Dünya kadınlarıyla çeşitli buluşmalar ve organizasyonların geliştirildiğini de belirten PAJK Koordinasyon üyesi Ronahi Serhat, “Kuşkusuz bu yeterli değildir. Bu sebeple biz, 2017 yılını faşizme karşı dünya kadınlarının enternasyonal buluşması yılına dönüştürmeliyiz. Ortadoğu paylaşım savaşında kadınlar daha güçlü bir iradeyle ortaya çıkarak söz sahibi olmalıdır. Kadınların bu sözünü daha güçlü söyleyeceğine inanıyoruz. Kuşkusuz bu bir mücadeledir. Bu yüzden diyoruz ki tanrıçaları susturamazsınız. Özgürlük militanlarını susturamazsınız. Taybet Anaların acısını unutmayanları susturamazsınız. Roboski’nin acısını susturamazsınız. Biz kadınlar neden bu bedeli ödediğimizi biliyoruz. Bu yüzden acılarımızı güce dönüştürmede kararlı ve iddialıyız. Faşizm asla kadının özgür iradesini ve ruhunu teslim alamayacaktır. 2017 yılını da, Sara yoldaşımızın ruhuyla, çizgisiyle, en büyük mirasımız olan direnişiyle karşılayacağız. Yine Rozalar direnişi bize miras olarak bıraktı. Kendi özgürlük tarihimizden güç alarak bu yüzyılda ve bu yıl açısından karşılaştığımız sorunları çözecek projelere sahibiz. Ve bunun eylem ve örgütlülüğü içerisindeyiz. O açıdan ne kadar saldırı olursa olsun, kadınların korkusuz yüreğine güveniyoruz. Kadınların sevgisi, dirayeti, inancı ve kendine olan güveni bu faşist erkek egemen sistemi yıkmasını bilecektir. O açıdan biz bu başarı ve iddia temelinde, 2017 yılının mücadele planlamasını kararlaştırdık. Daha fazla bu alanda çalışma yürütmeye ihtiyaç vardır” diye konuştu.
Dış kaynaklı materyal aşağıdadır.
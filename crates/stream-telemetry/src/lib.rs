//! # Stream Telemetry
//!
//! Logging and metrics for the binding runtime.
//!
//! ## Usage
//!
//! ```rust,ignore
//! use stream_telemetry::{init_telemetry, TelemetryConfig};
//!
//! fn main() {
//!     let config = TelemetryConfig::from_env();
//!     let _guard = init_telemetry(&config).expect("Failed to init telemetry");
//!     // bindings now log through `tracing` and record Prometheus metrics
//! }
//! ```
//!
//! ## Environment Variables
//!
//! | Variable | Default | Description |
//! |----------|---------|-------------|
//! | `STREAM_SERVICE_NAME` | `stream-runtime` | Service name attached to the startup log |
//! | `STREAM_LOG_LEVEL` / `RUST_LOG` | `info` | Log level filter |
//! | `STREAM_JSON_LOGS` | `false` (`true` in containers) | JSON formatted logs |
//! | `STREAM_CONSOLE_OUTPUT` | `true` | Emit logs to stdout |

mod config;
pub mod metrics;
mod tracing_setup;

pub use config::TelemetryConfig;
pub use metrics::{
    encode_metrics, register_metrics, MetricsHandle, BINDINGS_ACTIVE, BINDINGS_CREATED,
    BIND_DURATION, BIND_FAILURES, CHANNEL_MESSAGES_SENT, SHARED_CHANNELS, UNBIND_TIMEOUTS,
};
pub use tracing_setup::init_tracing;

use thiserror::Error;

/// Telemetry initialization errors
#[derive(Error, Debug)]
pub enum TelemetryError {
    #[error("Failed to initialize tracing subscriber: {0}")]
    TracingInit(String),

    #[error("Failed to initialize Prometheus metrics: {0}")]
    MetricsInit(String),
}

/// Initialize logging and metrics.
///
/// Returns a guard that should be held for the lifetime of the process.
pub fn init_telemetry(config: &TelemetryConfig) -> Result<TelemetryGuard, TelemetryError> {
    let metrics = register_metrics()?;
    init_tracing(config)?;

    Ok(TelemetryGuard { _metrics: metrics })
}

/// Guard that keeps telemetry active.
pub struct TelemetryGuard {
    _metrics: MetricsHandle,
}

impl Drop for TelemetryGuard {
    fn drop(&mut self) {
        tracing::info!("Shutting down telemetry");
    }
}
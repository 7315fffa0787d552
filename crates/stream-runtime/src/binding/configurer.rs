//! # Channel Configurer Chain
//!
//! Ordered hooks that decorate a freshly constructed channel before it is
//! bound or shared. Configurers act through interceptors, and channels keep
//! one interceptor per name, so running the chain twice on one channel leaves
//! it as configured the first time.

use std::sync::Arc;

use tracing::debug;

use stream_channel::{ChannelInterceptor, ChannelRef};
use stream_types::{BindingProperties, Message, CONTENT_TYPE};

/// Mutates a channel according to its binding properties.
pub trait ChannelConfigurer: Send + Sync {
    fn name(&self) -> &str;

    fn configure(&self, channel: &ChannelRef, channel_name: &str, properties: &BindingProperties);
}

/// Configurers applied in registration order.
#[derive(Clone, Default)]
pub struct ConfigurerChain {
    configurers: Vec<Arc<dyn ChannelConfigurer>>,
}

impl ConfigurerChain {
    /// Empty chain.
    pub fn new() -> Self {
        Self::default()
    }

    /// Chain holding the built-in configurers.
    pub fn standard() -> Self {
        Self::new().with(ContentTypeConfigurer)
    }

    #[must_use]
    pub fn with(mut self, configurer: impl ChannelConfigurer + 'static) -> Self {
        self.configurers.push(Arc::new(configurer));
        self
    }

    /// Run every configurer on `channel` and hand it back.
    pub fn configure(
        &self,
        channel: ChannelRef,
        channel_name: &str,
        properties: &BindingProperties,
    ) -> ChannelRef {
        for configurer in &self.configurers {
            debug!(channel = channel_name, configurer = configurer.name(), "Applying channel configurer");
            configurer.configure(&channel, channel_name, properties);
        }
        channel
    }

    #[must_use]
    pub fn names(&self) -> Vec<&str> {
        self.configurers.iter().map(|c| c.name()).collect()
    }
}

/// Installs a `ContentTypeInterceptor` when the properties carry a content
/// type.
#[derive(Debug, Clone, Copy, Default)]
pub struct ContentTypeConfigurer;

impl ChannelConfigurer for ContentTypeConfigurer {
    fn name(&self) -> &str {
        "content-type"
    }

    fn configure(&self, channel: &ChannelRef, channel_name: &str, properties: &BindingProperties) {
        let Some(content_type) = properties
            .content_type
            .as_deref()
            .map(str::trim)
            .filter(|ct| !ct.is_empty())
        else {
            return;
        };

        let installed = channel.add_interceptor(Arc::new(ContentTypeInterceptor::new(content_type)));
        if installed {
            debug!(channel = channel_name, content_type, "Content type interceptor installed");
        }
    }
}

/// Stamps the `contentType` header on messages that lack one.
#[derive(Debug, Clone)]
pub struct ContentTypeInterceptor {
    content_type: String,
}

impl ContentTypeInterceptor {
    pub const NAME: &'static str = "content-type";

    pub fn new(content_type: impl Into<String>) -> Self {
        Self {
            content_type: content_type.into(),
        }
    }

    #[must_use]
    pub fn content_type(&self) -> &str {
        &self.content_type
    }
}

impl ChannelInterceptor for ContentTypeInterceptor {
    fn name(&self) -> &str {
        Self::NAME
    }

    fn pre_send(&self, mut message: Message, _channel: &str) -> Option<Message> {
        if !message.headers.contains(CONTENT_TYPE) {
            message.headers.insert(CONTENT_TYPE, self.content_type.clone());
        }
        Some(message)
    }
}
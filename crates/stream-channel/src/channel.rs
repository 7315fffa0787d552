//! # Direct Channel
//!
//! Multi-producer, multi-subscriber in-process channel built on
//! `tokio::sync::broadcast`, with an ordered interceptor list.

use crate::interceptor::ChannelInterceptor;
use crate::subscriber::ChannelSubscription;
use crate::DEFAULT_CHANNEL_CAPACITY;
use parking_lot::RwLock;
use std::fmt;
use std::sync::atomic::{AtomicU64, Ordering};
use std::sync::Arc;
use stream_types::Message;
use tokio::sync::broadcast;
use tracing::{debug, warn};

/// Shared handle to a channel. Modules, binders and the shared registry all
/// hold the same `Arc`.
pub type ChannelRef = Arc<DirectChannel>;

/// In-process message channel.
pub struct DirectChannel {
    /// Name the channel was created under.
    name: String,

    /// Broadcast sender; every subscriber receives every message.
    sender: broadcast::Sender<Message>,

    /// Interceptors in installation order.
    interceptors: RwLock<Vec<Arc<dyn ChannelInterceptor>>>,

    /// Messages dispatched to at least zero subscribers.
    messages_sent: AtomicU64,

    /// Messages dropped by an interceptor.
    messages_filtered: AtomicU64,

    capacity: usize,
}

impl DirectChannel {
    /// Create a channel with the default capacity.
    #[must_use]
    pub fn new(name: impl Into<String>) -> Self {
        Self::with_capacity(name, DEFAULT_CHANNEL_CAPACITY)
    }

    /// Create a channel buffering `capacity` messages per subscriber.
    #[must_use]
    pub fn with_capacity(name: impl Into<String>, capacity: usize) -> Self {
        let (sender, _) = broadcast::channel(capacity.max(1));
        Self {
            name: name.into(),
            sender,
            interceptors: RwLock::new(Vec::new()),
            messages_sent: AtomicU64::new(0),
            messages_filtered: AtomicU64::new(0),
            capacity: capacity.max(1),
        }
    }

    /// Create a channel already wrapped in a `ChannelRef`.
    #[must_use]
    pub fn shared(name: impl Into<String>, capacity: usize) -> ChannelRef {
        Arc::new(Self::with_capacity(name, capacity))
    }

    #[must_use]
    pub fn name(&self) -> &str {
        &self.name
    }

    #[must_use]
    pub fn capacity(&self) -> usize {
        self.capacity
    }

    /// Install an interceptor at the end of the chain.
    ///
    /// Returns `false` and leaves the chain untouched if an interceptor with
    /// the same name is already installed.
    pub fn add_interceptor(&self, interceptor: Arc<dyn ChannelInterceptor>) -> bool {
        let mut interceptors = self.interceptors.write();
        if interceptors.iter().any(|i| i.name() == interceptor.name()) {
            debug!(
                channel = %self.name,
                interceptor = interceptor.name(),
                "Interceptor already installed"
            );
            return false;
        }
        debug!(channel = %self.name, interceptor = interceptor.name(), "Interceptor installed");
        interceptors.push(interceptor);
        true
    }

    /// Names of the installed interceptors, in order.
    #[must_use]
    pub fn interceptor_names(&self) -> Vec<String> {
        self.interceptors
            .read()
            .iter()
            .map(|i| i.name().to_string())
            .collect()
    }

    /// Run the interceptor chain and dispatch the message.
    ///
    /// # Returns
    ///
    /// The number of subscribers that received the message. Zero when there
    /// are no subscribers or an interceptor dropped the message.
    pub fn send(&self, message: Message) -> usize {
        let Some(message) = self.intercept(message) else {
            self.messages_filtered.fetch_add(1, Ordering::Relaxed);
            return 0;
        };

        self.messages_sent.fetch_add(1, Ordering::Relaxed);

        match self.sender.send(message) {
            Ok(receivers) => receivers,
            Err(broadcast::error::SendError(message)) => {
                warn!(
                    channel = %self.name,
                    message_id = %message.id,
                    "Message dropped (no subscribers)"
                );
                0
            }
        }
    }

    fn intercept(&self, mut message: Message) -> Option<Message> {
        // Snapshot so an interceptor can never deadlock against add_interceptor.
        let interceptors: Vec<_> = self.interceptors.read().iter().cloned().collect();
        for interceptor in interceptors {
            message = match interceptor.pre_send(message, &self.name) {
                Some(m) => m,
                None => {
                    debug!(
                        channel = %self.name,
                        interceptor = interceptor.name(),
                        "Message dropped by interceptor"
                    );
                    return None;
                }
            };
        }
        Some(message)
    }

    /// Subscribe to messages sent after this call.
    #[must_use]
    pub fn subscribe(&self) -> ChannelSubscription {
        ChannelSubscription::new(self.name.clone(), self.sender.subscribe())
    }

    #[must_use]
    pub fn subscriber_count(&self) -> usize {
        self.sender.receiver_count()
    }

    #[must_use]
    pub fn messages_sent(&self) -> u64 {
        self.messages_sent.load(Ordering::Relaxed)
    }

    #[must_use]
    pub fn messages_filtered(&self) -> u64 {
        self.messages_filtered.load(Ordering::Relaxed)
    }
}

impl fmt::Debug for DirectChannel {
    fn fmt(&self, f: &mut fmt::Formatter<'_>) -> fmt::Result {
        f.debug_struct("DirectChannel")
            .field("name", &self.name)
            .field("interceptors", &self.interceptor_names())
            .field("subscribers", &self.subscriber_count())
            .field("capacity", &self.capacity)
            .finish()
    }
}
‘FAŞİZME KARŞI ULUSLARARASI CEPHE VE ULUSAL BİRLİK’

Kadınlara faşizme karşı direnme çağrısında bulunun Serhat, gericiliğin, militarizmin bütün dünyaya yayılmış durumda olduğunu kaydetti.

Kadınların hayatlarını yönetmesinin zamanı geldiğini de ifade eden Serhat, “Dünyada bunun çeşitli girişimleri var. Latin Amerika’dan tutalım diğer ülkelerde gelişiyor. Bu yüzden yeni bir direniş cephesini, faşizme karşı uluslararası faşizm cephesini örgütleyip güçlendirmek kadar bölgesel olarak da bunu yapmamız gerekiyor. Bu yönlü çeşitli planlamalarımız da var. Kürt kadınları olarak daha fazla konuşacağımız konulardan biri ulusal birlik olacaktır. Birlikteliğin sebeplerini tartışmak çok abestir. Bütün kadınlar bunu yürekten hissediyor. Biz kadınların aklına ve hissiyatına güveniyoruz. O yüzden yapacağımız çok iş var diyoruz. Erkek gericiliğine boyun eğmedik ve asla da boyun eğmeyeceğiz. Sara yoldaşımızın duruşuyla faşizmi ve devlet terörünü erkek şiddetine karşı mücadele edeceğiz” dedi.